PROBLEM TO SOLVE: Find every line below that contains the word "command" and copy it out.
╭──
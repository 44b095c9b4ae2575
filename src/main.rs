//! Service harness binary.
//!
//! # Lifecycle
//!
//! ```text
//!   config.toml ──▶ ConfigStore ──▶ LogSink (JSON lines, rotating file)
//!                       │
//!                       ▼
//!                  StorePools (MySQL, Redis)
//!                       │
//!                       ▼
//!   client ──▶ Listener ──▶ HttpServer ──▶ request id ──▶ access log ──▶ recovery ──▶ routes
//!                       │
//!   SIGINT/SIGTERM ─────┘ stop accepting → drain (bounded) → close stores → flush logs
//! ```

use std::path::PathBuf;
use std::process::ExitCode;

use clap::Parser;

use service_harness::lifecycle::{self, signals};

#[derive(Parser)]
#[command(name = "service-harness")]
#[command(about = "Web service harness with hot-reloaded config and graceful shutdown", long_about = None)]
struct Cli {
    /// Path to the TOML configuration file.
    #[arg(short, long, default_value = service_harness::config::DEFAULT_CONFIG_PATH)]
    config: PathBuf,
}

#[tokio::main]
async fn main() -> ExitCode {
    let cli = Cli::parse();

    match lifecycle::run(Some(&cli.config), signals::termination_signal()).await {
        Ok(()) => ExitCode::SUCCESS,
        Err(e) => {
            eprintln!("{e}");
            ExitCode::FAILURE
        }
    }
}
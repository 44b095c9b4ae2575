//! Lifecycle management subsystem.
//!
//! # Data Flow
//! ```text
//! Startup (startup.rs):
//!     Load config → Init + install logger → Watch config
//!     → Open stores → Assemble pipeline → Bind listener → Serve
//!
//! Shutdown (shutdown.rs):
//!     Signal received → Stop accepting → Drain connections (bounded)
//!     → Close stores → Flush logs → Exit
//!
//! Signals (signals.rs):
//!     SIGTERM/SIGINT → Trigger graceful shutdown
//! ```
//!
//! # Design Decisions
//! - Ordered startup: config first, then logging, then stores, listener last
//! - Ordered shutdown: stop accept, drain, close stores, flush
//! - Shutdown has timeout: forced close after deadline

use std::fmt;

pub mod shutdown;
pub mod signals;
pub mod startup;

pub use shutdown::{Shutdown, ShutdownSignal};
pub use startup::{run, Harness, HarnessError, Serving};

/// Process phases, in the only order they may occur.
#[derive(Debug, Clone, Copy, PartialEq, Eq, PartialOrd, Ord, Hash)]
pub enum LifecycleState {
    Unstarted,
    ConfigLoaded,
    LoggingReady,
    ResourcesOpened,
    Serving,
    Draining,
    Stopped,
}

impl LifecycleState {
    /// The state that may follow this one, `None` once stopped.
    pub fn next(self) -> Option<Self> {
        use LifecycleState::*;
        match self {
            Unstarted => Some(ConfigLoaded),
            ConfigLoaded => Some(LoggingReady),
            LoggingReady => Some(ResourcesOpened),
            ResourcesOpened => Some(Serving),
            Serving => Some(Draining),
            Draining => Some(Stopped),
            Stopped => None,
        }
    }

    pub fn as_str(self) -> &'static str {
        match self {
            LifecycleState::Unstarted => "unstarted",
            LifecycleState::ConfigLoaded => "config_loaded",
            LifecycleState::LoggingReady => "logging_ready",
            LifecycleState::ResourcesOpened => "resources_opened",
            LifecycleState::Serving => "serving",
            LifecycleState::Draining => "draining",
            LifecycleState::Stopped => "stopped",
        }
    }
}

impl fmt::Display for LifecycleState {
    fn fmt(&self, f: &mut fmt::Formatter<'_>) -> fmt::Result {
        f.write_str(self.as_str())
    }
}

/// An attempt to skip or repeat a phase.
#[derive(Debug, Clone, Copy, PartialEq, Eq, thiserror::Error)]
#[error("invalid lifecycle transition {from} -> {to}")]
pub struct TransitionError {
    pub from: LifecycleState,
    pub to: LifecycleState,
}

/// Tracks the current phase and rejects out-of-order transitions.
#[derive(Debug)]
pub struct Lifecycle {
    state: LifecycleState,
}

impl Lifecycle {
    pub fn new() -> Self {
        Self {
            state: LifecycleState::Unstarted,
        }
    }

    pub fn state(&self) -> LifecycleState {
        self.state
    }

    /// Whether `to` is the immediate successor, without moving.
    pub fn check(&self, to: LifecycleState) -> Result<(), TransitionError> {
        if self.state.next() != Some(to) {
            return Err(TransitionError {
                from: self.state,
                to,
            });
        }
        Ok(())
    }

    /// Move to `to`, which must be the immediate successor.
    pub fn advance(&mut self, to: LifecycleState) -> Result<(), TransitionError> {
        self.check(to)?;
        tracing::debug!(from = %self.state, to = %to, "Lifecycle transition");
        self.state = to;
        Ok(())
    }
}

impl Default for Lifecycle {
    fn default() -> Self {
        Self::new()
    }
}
╰──
RESULT FOR THIS EXERCISE:
#[command(name = "service-harness")]
#[command(about = "Web service harness with hot-reloaded config and graceful shutdown", long_about = None)]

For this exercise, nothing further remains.